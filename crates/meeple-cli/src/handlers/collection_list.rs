use anyhow::Result;

use crate::types::OutputFormat;
use crate::views;
use meeple_runtime::Workspace;
use meeple_types::TagSet;

pub fn handle(
    workspace: &Workspace,
    wishlist: bool,
    tagged: bool,
    format: OutputFormat,
) -> Result<()> {
    let mut items = workspace.collection(wishlist)?;

    if tagged {
        items.retain(|item| !TagSet::parse(item.comment.as_deref()).is_empty());
    }

    match format {
        OutputFormat::Json => {
            let rows: Vec<serde_json::Value> =
                items.iter().map(views::collection::json_row).collect();
            println!("{}", serde_json::to_string_pretty(&rows)?);
        }
        OutputFormat::Plain => {
            if items.is_empty() {
                println!("No collection entries.");
            }
            for item in &items {
                println!("{}", views::collection::row(item));
            }
        }
    }

    Ok(())
}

###

Check which lines of the entries hold the word "println", then please give only how many there are.

3